**EXERCISE**. Scan the entries for the word "anyhow". Every line that has it should be copied.

--- PROVIDED DATA ---

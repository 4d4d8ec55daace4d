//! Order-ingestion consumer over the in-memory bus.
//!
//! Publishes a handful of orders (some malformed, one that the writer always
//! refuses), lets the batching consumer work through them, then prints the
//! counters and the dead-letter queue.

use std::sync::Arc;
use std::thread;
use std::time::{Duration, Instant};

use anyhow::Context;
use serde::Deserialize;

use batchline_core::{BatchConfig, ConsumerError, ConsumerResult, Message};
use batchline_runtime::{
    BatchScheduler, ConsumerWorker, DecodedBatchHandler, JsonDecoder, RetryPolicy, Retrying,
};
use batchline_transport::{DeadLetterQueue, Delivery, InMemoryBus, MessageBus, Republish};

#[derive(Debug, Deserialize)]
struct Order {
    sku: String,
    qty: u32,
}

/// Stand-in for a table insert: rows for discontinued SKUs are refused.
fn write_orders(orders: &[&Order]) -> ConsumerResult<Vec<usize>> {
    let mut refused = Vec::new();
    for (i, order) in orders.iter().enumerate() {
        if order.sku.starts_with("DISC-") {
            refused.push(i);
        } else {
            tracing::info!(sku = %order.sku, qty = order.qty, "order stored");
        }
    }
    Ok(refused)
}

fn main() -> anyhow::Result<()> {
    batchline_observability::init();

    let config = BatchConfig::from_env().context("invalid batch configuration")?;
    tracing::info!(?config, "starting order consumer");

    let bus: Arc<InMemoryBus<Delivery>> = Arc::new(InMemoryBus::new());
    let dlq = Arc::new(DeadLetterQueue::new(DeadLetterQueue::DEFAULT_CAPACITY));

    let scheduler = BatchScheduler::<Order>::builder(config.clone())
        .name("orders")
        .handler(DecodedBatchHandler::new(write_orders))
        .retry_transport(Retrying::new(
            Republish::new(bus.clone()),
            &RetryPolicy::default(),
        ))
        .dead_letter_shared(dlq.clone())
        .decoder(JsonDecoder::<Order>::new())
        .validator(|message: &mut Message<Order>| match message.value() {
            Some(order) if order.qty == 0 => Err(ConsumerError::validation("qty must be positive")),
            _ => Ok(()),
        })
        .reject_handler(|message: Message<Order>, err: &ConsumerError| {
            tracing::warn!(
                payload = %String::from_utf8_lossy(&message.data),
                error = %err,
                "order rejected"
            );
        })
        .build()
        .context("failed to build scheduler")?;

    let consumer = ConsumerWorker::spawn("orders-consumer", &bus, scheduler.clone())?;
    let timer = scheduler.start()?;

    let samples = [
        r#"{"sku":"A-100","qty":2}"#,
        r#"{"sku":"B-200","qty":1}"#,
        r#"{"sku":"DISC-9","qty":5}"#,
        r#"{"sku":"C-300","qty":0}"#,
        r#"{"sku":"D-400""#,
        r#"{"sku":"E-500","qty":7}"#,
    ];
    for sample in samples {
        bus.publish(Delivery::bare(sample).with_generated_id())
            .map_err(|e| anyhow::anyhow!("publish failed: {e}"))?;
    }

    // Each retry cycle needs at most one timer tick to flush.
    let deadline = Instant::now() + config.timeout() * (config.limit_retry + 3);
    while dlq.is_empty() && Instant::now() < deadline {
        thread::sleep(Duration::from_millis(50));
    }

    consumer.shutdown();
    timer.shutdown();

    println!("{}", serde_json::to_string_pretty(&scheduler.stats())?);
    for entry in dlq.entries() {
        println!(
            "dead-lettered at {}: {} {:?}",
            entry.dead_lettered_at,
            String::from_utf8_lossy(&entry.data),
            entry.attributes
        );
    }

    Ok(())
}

---

**EXERCISE ANSWER**.
use anyhow::Context;
fn main() -> anyhow::Result<()> {
            .map_err(|e| anyhow::anyhow!("publish failed: {e}"))?;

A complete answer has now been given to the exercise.